Through the Mackenzie Basin eBook

This eBook from the Gutenberg Project consists of approximately 166 pages of information about Through the Mackenzie Basin.

Through the Mackenzie Basin eBook

This eBook from the Gutenberg Project consists of approximately 166 pages of information about Through the Mackenzie Basin.

In his history he states:  “When the white traders first ventured into this country both tribes were numerous, but smallpox destroyed them.”  And, speaking of the region at large, he, perhaps, throws an incidental side-light upon the Blackfoot question.  “Who the original people were,” he says, “that were driven from it when conquered by the Kinisteneaux (the Crees) is not now known, as not a single vestige remains of them.  The latter and the Chipewyans are the only people that have been known here, and it is evident that the last mentioned consider themselves as strangers, and seldom remain longer than three or four years without visiting their friends and relatives in the Barren Grounds, which they term their native country.”
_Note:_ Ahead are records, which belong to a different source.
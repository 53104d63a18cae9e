use serde::{Deserialize, Serialize};

/// Error code used by nodes for `eth_call`/`eth_estimateGas` reverts.
pub const EXECUTION_REVERTED_CODE: i64 = 3;
/// The method does not exist or is not available.
pub const METHOD_NOT_FOUND_CODE: i64 = -32601;
/// Invalid method parameters.
pub const INVALID_PARAMS_CODE: i64 = -32602;

/// JSON-RPC protocol version
#[derive(Clone, Copy, Debug, PartialEq, Eq, Serialize, Deserialize)]
pub enum Version {
    /// JSON-RPC 2.0
    #[serde(rename = "2.0")]
    V2_0,
}

/// Request correlation id
#[derive(Clone, Debug, PartialEq, Eq, Hash, Serialize, Deserialize)]
#[serde(untagged)]
pub enum Id {
    /// Numeric id
    Num(u64),
    /// String id
    Str(String),
    /// Servers reply with a null id when the request could not be parsed.
    Null,
}

/// A JSON-RPC request with positional parameters.
#[derive(Clone, Debug, Serialize, Deserialize)]
pub struct Request<ParamsT> {
    /// Protocol version
    #[serde(rename = "jsonrpc")]
    pub version: Version,
    /// Correlation id, echoed by the response
    pub id: Id,
    /// Method name
    pub method: String,
    /// Positional parameters; serializes as a JSON array
    pub params: ParamsT,
}

/// A JSON-RPC response.
#[derive(Clone, Debug, Serialize, Deserialize)]
pub struct Response<SuccessT> {
    /// Protocol version
    #[serde(rename = "jsonrpc")]
    pub version: Version,
    /// Id of the request this answers
    pub id: Id,
    /// Result or error
    #[serde(flatten)]
    pub data: ResponseData<SuccessT>,
}

/// The payload of a response: either a result or an error.
#[derive(Clone, Debug, Serialize, Deserialize)]
#[serde(untagged)]
pub enum ResponseData<SuccessT> {
    /// The node reported an error.
    Error {
        /// The error
        error: RpcError,
    },
    /// The call succeeded.
    Success {
        /// The result
        result: SuccessT,
    },
}

impl<SuccessT> ResponseData<SuccessT> {
    /// Converts into a `Result`.
    pub fn into_result(self) -> Result<SuccessT, RpcError> {
        match self {
            ResponseData::Success { result } => Ok(result),
            ResponseData::Error { error } => Err(error),
        }
    }
}

/// An error reported by the node.
#[derive(Clone, Debug, PartialEq, Serialize, Deserialize, thiserror::Error)]
#[error("{message} (code {code})")]
pub struct RpcError {
    /// Error code
    pub code: i64,
    /// Error message
    pub message: String,
    /// Additional error data, e.g. revert payload
    #[serde(default, skip_serializing_if = "Option::is_none")]
    pub data: Option<serde_json::Value>,
    /// The id of the request that failed. Filled in by the client; not part
    /// of the wire format.
    #[serde(skip)]
    pub request_id: Option<u64>,
}

impl RpcError {
    /// Whether the node does not provide the method.
    pub fn is_method_not_found(&self) -> bool {
        self.code == METHOD_NOT_FOUND_CODE
    }

    /// Whether the node rejected the parameters.
    pub fn is_invalid_params(&self) -> bool {
        self.code == INVALID_PARAMS_CODE
    }

    /// Whether a log query spanned more blocks than the node serves at once.
    pub fn is_block_range_too_large(&self) -> bool {
        let message = self.message.to_lowercase();
        message.contains("block range")
            || message.contains("range too large")
            || message.contains("query returned more than")
    }

    /// Whether a filter id has expired or was never installed.
    pub fn is_filter_not_found(&self) -> bool {
        self.message.to_lowercase().contains("filter not found")
    }

    /// The revert payload, if `data` carries one.
    ///
    /// Most nodes put the hex string in `data`; some nest it as
    /// `data.data`.
    pub fn revert_data(&self) -> Option<&str> {
        let data = self.data.as_ref()?;
        let data = data
            .as_str()
            .or_else(|| data.get("data").and_then(serde_json::Value::as_str))?;

        let digits = data.strip_prefix("0x")?;
        digits
            .bytes()
            .all(|byte| byte.is_ascii_hexdigit())
            .then_some(data)
    }

    /// Whether the error is an execution revert whose `data` should be
    /// decoded: the data is `0x`-prefixed hex and either the code is 3 or the
    /// message mentions a revert.
    pub fn looks_like_revert(&self) -> bool {
        self.revert_data().is_some()
            && (self.code == EXECUTION_REVERTED_CODE
                || self.message.to_lowercase().contains("revert"))
    }
}

#[cfg(test)]
mod tests {
    use serde_json::json;

    use super::*;

    fn rpc_error(code: i64, message: &str, data: Option<serde_json::Value>) -> RpcError {
        RpcError {
            code,
            message: message.to_string(),
            data,
            request_id: None,
        }
    }

    #[test]
    fn request_serializes_positional_params() -> anyhow::Result<()> {
        let request = Request {
            version: Version::V2_0,
            id: Id::Num(7),
            method: "eth_getBalance".to_string(),
            params: ("0x000000000000000000000000000000000000dead", "latest"),
        };

        assert_eq!(
            serde_json::to_value(&request)?,
            json!({
                "jsonrpc": "2.0",
                "id": 7,
                "method": "eth_getBalance",
                "params": ["0x000000000000000000000000000000000000dead", "latest"],
            })
        );

        Ok(())
    }

    #[test]
    fn response_success_and_error() -> anyhow::Result<()> {
        let success: Response<String> =
            serde_json::from_str(r#"{"jsonrpc":"2.0","id":1,"result":"0x1"}"#)?;
        assert_eq!(success.id, Id::Num(1));
        assert_eq!(success.data.into_result()?, "0x1");

        let failure: Response<String> = serde_json::from_str(
            r#"{"jsonrpc":"2.0","id":null,"error":{"code":-32700,"message":"parse error"}}"#,
        )?;
        assert_eq!(failure.id, Id::Null);
        let error = failure.data.into_result().expect_err("error response");
        assert_eq!(error.code, -32700);
        assert_eq!(error.data, None);

        Ok(())
    }

    #[test]
    fn classifies_reverts() {
        let revert = rpc_error(3, "execution reverted", Some(json!("0x08c379a0")));
        assert!(revert.looks_like_revert());

        let by_message = rpc_error(-32000, "VM Exception: revert", Some(json!("0xdeadbeef")));
        assert!(by_message.looks_like_revert());

        let nested = rpc_error(3, "execution reverted", Some(json!({ "data": "0x" })));
        assert_eq!(nested.revert_data(), Some("0x"));
        assert!(nested.looks_like_revert());

        let not_hex = rpc_error(3, "execution reverted", Some(json!("insufficient funds")));
        assert!(!not_hex.looks_like_revert());

        let no_data = rpc_error(3, "execution reverted", None);
        assert!(!no_data.looks_like_revert());

        let unrelated = rpc_error(-32000, "nonce too low", Some(json!("0x01")));
        assert!(!unrelated.looks_like_revert());
    }

    #[test]
    fn classifies_transient_conditions() {
        assert!(rpc_error(-32005, "query returned more than 10000 results", None)
            .is_block_range_too_large());
        assert!(rpc_error(-32000, "eth_getLogs block range too large", None)
            .is_block_range_too_large());
        assert!(rpc_error(-32000, "filter not found", None).is_filter_not_found());
        assert!(rpc_error(-32601, "the method eth_foo does not exist", None).is_method_not_found());
        assert!(rpc_error(-32602, "invalid argument 0", None).is_invalid_params());
        assert!(!rpc_error(-32000, "header not found", None).is_filter_not_found());
    }
}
[It is a reasonable conjecture that these “original people,” driven from Athabasca in remote days, were the Blackfeet Indians and their kindred, who possibly had their base at that time, as in subsequent days, at the forks and on both branches of the Saskatchewan.  The tradition was authentic in Dr. (afterwards Sir John) Richardson’s time.  Writing on the Saskatchewan eighty-eight years ago he places the Eascabs, “called by the Crees the Assinipoytuk, or Stone Indians, west of the Crees, between them and the Blackfeet.”  The Assiniboines are an offshoot of the great Sioux, or Dakota, race called by their congeners the Hohas, or “Rebels.”  They separated from their nation at a remote period owing to a quarrel, so the tradition runs, between children, and which was taken up by their parents.  Migrating northward the Eascabs, as the Assiniboines called themselves, were gladly received and welcomed as allies by the Crees, with whom, as Dr. Richardson says, “they attacked and drove to the westward the former inhabitants of the banks of the Saskatchewan.”  “The nations,” he continues, “driven westward by the Easeabs and Crees are termed by the latter Yatchee-thinyoowuc, translated Slave Indians, but properly ‘Strangers.’” This word Yatchee is, of course, the Iyaghchi of the Crees in their name for Lesser Slave River and Lake.  Richardson describes them as inhabiting the country round Fort Augustus and the foot of the Rockies, and “so numerous now as to be a terror to the Assiniboines themselves.”  They are divided, he says, into five nations, of whom the Fall Indians, so called from their former residence at Cole’s Falls, near the Forks of the Saskatchewan, were the most numerous, consisting of 500 tents, the Piegans of 400, the Blackfeet of 350, the Bloods of 300, and the Sarcees of 150, the latter tribe being a branch of the Chipewyans which, having migrated like their congeners, the Apaches, from the north, joined the Crees as allies, just as the Assiniboines did from the south.]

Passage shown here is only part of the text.